Why would a soldier be listed in the 1911 census?
QMy grandfather Samuel Calladine (born 18 December 1889) joined the Royal Field Artillery on 2 March 1908 (Regimental No. 50122), but also appears on the 1911 census as a “coal miner hewer” living in Chapel Street, Kilburn, Derbyshire.
His father is living at the same address, with Samuel’s three sisters and an adopted son, which all fits with other details I have of the family.

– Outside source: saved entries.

//! Configuration options for the manifest layer.

use std::fmt;
use std::sync::Arc;

use crate::error::{Error, Result};
use crate::types::{default_format_key, FormatKey};
use crate::util::comparator::{BytewiseComparator, Comparator};

/// Number of levels in the LSM tree.
pub const NUM_LEVELS: usize = 7;

/// Default number of bytes of L0 data between flush split keys (2MB).
pub const DEFAULT_FLUSH_SPLIT_BYTES: i64 = 2 * 1024 * 1024;

/// Default read compaction rate: one allowed seek per 16KB of file data.
pub const DEFAULT_READ_COMPACTION_RATE: i64 = 16 * 1024;

/// Lower bound on the number of seeks a new file is granted before it
/// becomes a read-compaction candidate.
pub const MIN_ALLOWED_SEEKS: i64 = 100;

/// Options that govern how edits are applied to versions.
#[derive(Clone)]
pub struct ManifestOptions {
    /// User key comparator. All versions built by one manifest must share it.
    pub comparer: Arc<dyn Comparator>,

    /// Formatter used when user keys appear in debug output.
    pub format_key: FormatKey,

    /// Target bytes of L0 data between flush split keys. Zero or negative
    /// disables split keys.
    pub flush_split_bytes: i64,

    /// Bytes of file data per allowed seek.
    pub read_compaction_rate: i64,
}

impl Default for ManifestOptions {
    fn default() -> Self {
        Self {
            comparer: Arc::new(BytewiseComparator::new()),
            format_key: default_format_key,
            flush_split_bytes: DEFAULT_FLUSH_SPLIT_BYTES,
            read_compaction_rate: DEFAULT_READ_COMPACTION_RATE,
        }
    }
}

impl fmt::Debug for ManifestOptions {
    fn fmt(&self, f: &mut fmt::Formatter<'_>) -> fmt::Result {
        f.debug_struct("ManifestOptions")
            .field("comparer", &self.comparer.name())
            .field("flush_split_bytes", &self.flush_split_bytes)
            .field("read_compaction_rate", &self.read_compaction_rate)
            .finish()
    }
}

impl ManifestOptions {
    /// Create options with default settings.
    pub fn new() -> Self {
        Self::default()
    }

    /// Set the user key comparator.
    pub fn comparer(mut self, comparer: Arc<dyn Comparator>) -> Self {
        self.comparer = comparer;
        self
    }

    /// Set the user key formatter.
    pub fn format_key(mut self, format_key: FormatKey) -> Self {
        self.format_key = format_key;
        self
    }

    /// Set the flush split size.
    pub fn flush_split_bytes(mut self, bytes: i64) -> Self {
        self.flush_split_bytes = bytes;
        self
    }

    /// Set the read compaction rate.
    pub fn read_compaction_rate(mut self, rate: i64) -> Self {
        self.read_compaction_rate = rate;
        self
    }

    /// Seeks granted to a file of `size` bytes.
    pub fn allowed_seeks(&self, size: u64) -> i64 {
        let seeks = size as i64 / self.read_compaction_rate.max(1);
        seeks.max(MIN_ALLOWED_SEEKS)
    }

    /// Validate the options.
    pub fn validate(&self) -> Result<()> {
        if self.read_compaction_rate <= 0 {
            return Err(Error::invalid_configuration(
                "read_compaction_rate must be positive",
            ));
        }
        if self.comparer.name().is_empty() {
            return Err(Error::invalid_configuration("comparer must be named"));
        }
        Ok(())
    }
}
#[cfg(test)]
mod tests {
    use super::*;
    use crate::types::{InternalKey, KeyKind};
    use crate::util::comparator::{BytewiseComparator, Comparator, ReverseComparator};
    use crate::version::FileMetadata;

    fn file(vs: &VersionSet, smallest: &'static str, largest: &'static str, seq: u64) -> Arc<FileMetadata> {
        let num = vs.new_file_num();
        let mut m = FileMetadata::new(num, 1000).with_seq_nums(seq, seq);
        m.extend_point_key_bounds(
            &BytewiseComparator::new(),
            InternalKey::new(smallest, seq, KeyKind::Set),
            InternalKey::new(largest, seq, KeyKind::Set),
        );
        m.init_physical_backing();
        Arc::new(m)
    }

    #[test]
    fn test_new_version_set() {
        let vs = VersionSet::new(ManifestOptions::default()).unwrap();
        let v = vs.current();
        assert_eq!(v.refs(), 2);
        assert!(v.level(0).empty());
        assert_eq!(vs.versions().len(), 1);
        assert_eq!(vs.manifest_records().len(), 1);
        assert_eq!(vs.new_file_num(), FileNum(1));
        assert_eq!(vs.new_file_num(), FileNum(2));
    }

    #[test]
    fn test_log_and_apply() {
        let vs = VersionSet::new(ManifestOptions::default()).unwrap();
        let f1 = file(&vs, "a", "c", 5);
        let mut ve = VersionEdit::new();
        ve.last_seq_num = 5;
        ve.add_file(0, f1.clone());
        vs.log_and_apply(&mut ve).unwrap();

        assert_eq!(ve.next_file_num, FileNum(2));
        assert_eq!(vs.last_seq_num(), 5);
        assert_eq!(vs.current().level(0).len(), 1);
        // The previous version had no references left.
        assert_eq!(vs.versions().len(), 1);
        assert_eq!(vs.manifest_records().len(), 2);

        let mut stale = VersionEdit::new();
        stale.last_seq_num = 3;
        assert!(matches!(
            vs.log_and_apply(&mut stale),
            Err(Error::InvalidArgument(_))
        ));
    }

    #[test]
    fn test_old_version_pins_files() {
        let vs = VersionSet::new(ManifestOptions::default()).unwrap();
        let f1 = file(&vs, "a", "c", 1);
        let mut ve = VersionEdit::new();
        ve.add_file(1, f1.clone());
        vs.log_and_apply(&mut ve).unwrap();

        let pinned = vs.current();
        let mut ve = VersionEdit::new();
        ve.delete_file(1, f1.clone());
        vs.log_and_apply(&mut ve).unwrap();

        assert_eq!(vs.versions().len(), 2);
        assert_eq!(vs.zombie_tables().get(&DiskFileNum(1)), Some(&1000));
        assert!(vs.take_obsolete_tables().is_empty());
        assert_eq!(pinned.level(1).len(), 1);

        drop(pinned);
        assert_eq!(vs.versions().len(), 1);
        let obsolete = vs.take_obsolete_tables();
        assert_eq!(obsolete.len(), 1);
        assert_eq!(obsolete[0].disk_file_num, DiskFileNum(1));
        assert!(vs.zombie_tables().is_empty());
        assert_eq!(f1.refs(), 0);
    }

    #[test]
    fn test_failed_apply_changes_nothing() {
        let vs = VersionSet::new(ManifestOptions::default()).unwrap();
        let mut ve = VersionEdit::new();
        ve.add_file(2, file(&vs, "a", "e", 1));
        vs.log_and_apply(&mut ve).unwrap();
        let before = vs.current().debug_string(vs.options().format_key);

        let mut ve = VersionEdit::new();
        ve.add_file(2, file(&vs, "d", "g", 2));
        assert!(vs.log_and_apply(&mut ve).is_err());
        assert_eq!(vs.current().debug_string(vs.options().format_key), before);
        assert_eq!(vs.manifest_records().len(), 2);
    }

    #[test]
    fn test_recover_from_records() {
        let vs = VersionSet::new(ManifestOptions::default()).unwrap();
        let f1 = file(&vs, "a", "c", 1);
        let f2 = file(&vs, "b", "d", 2);
        let f3 = file(&vs, "m", "p", 3);
        let mut ve = VersionEdit::new();
        ve.add_file(0, f1.clone());
        ve.add_file(0, f2);
        vs.log_and_apply(&mut ve).unwrap();
        let mut ve = VersionEdit::new();
        ve.delete_file(0, f1);
        ve.add_file(3, f3);
        ve.min_unflushed_log_num = FileNum(7);
        vs.log_and_apply(&mut ve).unwrap();

        let recovered =
            VersionSet::recover(ManifestOptions::default(), vs.manifest_records()).unwrap();
        let format = vs.options().format_key;
        assert_eq!(
            recovered.current().debug_string(format),
            vs.current().debug_string(format)
        );
        assert_eq!(recovered.next_file_num(), vs.next_file_num());
        assert_eq!(recovered.last_seq_num(), vs.last_seq_num());
        assert_eq!(recovered.min_unflushed_log_num(), FileNum(7));
    }

    #[test]
    fn test_recover_comparer_mismatch() {
        let vs = VersionSet::new(ManifestOptions::default()).unwrap();
        let reverse: Arc<dyn Comparator> =
            Arc::new(ReverseComparator::new(BytewiseComparator::new()));
        let opts = ManifestOptions::default().comparer(reverse);
        let err = VersionSet::recover(opts, vs.manifest_records()).unwrap_err();
        assert!(matches!(err, Error::InvalidArgument(_)));
    }

    #[test]
    fn test_recover_corrupt_record() {
        let err = VersionSet::recover(ManifestOptions::default(), [vec![8u8]]).unwrap_err();
        assert!(err.is_corruption());
        assert!(err.to_string().contains("record 0"), "{}", err);
    }
}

I’m sure the Samuel in the census is my grandfather, but how can he be a soldier and a miner?
Bill Calladine
ATry as I might, I cannot see that artilleryman Samuel Calladine and coal hewer Samuel Calladine are the same man. My first thought was that Samuel might be a soldier working as a miner while in the Army Reserve, a soldier on leave incorrectly recorded, or a part-time soldier in the Territorial Force. However, none of these scenarios works out.
On 24 February 1911, the Belper News reported that Samuel Calladine of Kilburn, a miner, was charged with stealing a pair of trousers between 1 January and 21 February, and confessed. There’s only one Samuel Calladine in Kilburn at the time. The census was taken on 2 April 1911, so this information places him there for a period of four months. This cannot be a professional soldier on leave.
You kindly sent Samuel’s Red Book (issued when discharged), which shows that he was discharged to the Army Reserve in March 1914. So that doesn’t work either.
Samuel also (according to medal records on ancestry.co.uk) kept the same number throughout the war, so can’t have been a Territorial, who were renumbered in 1917, and his number and date of enlistment fit the pattern in the Royal Artillery Attestations Book (on findmypast.co.uk).
On looking at the Red Book, it says that Samuel Calladine was born on 2 August 1889 in Sutton Sommington, near Loughborough. He’s not in the 1911 census, which should include all soldiers, but I’m not sure it does. There are records for this Samuel online, which might help.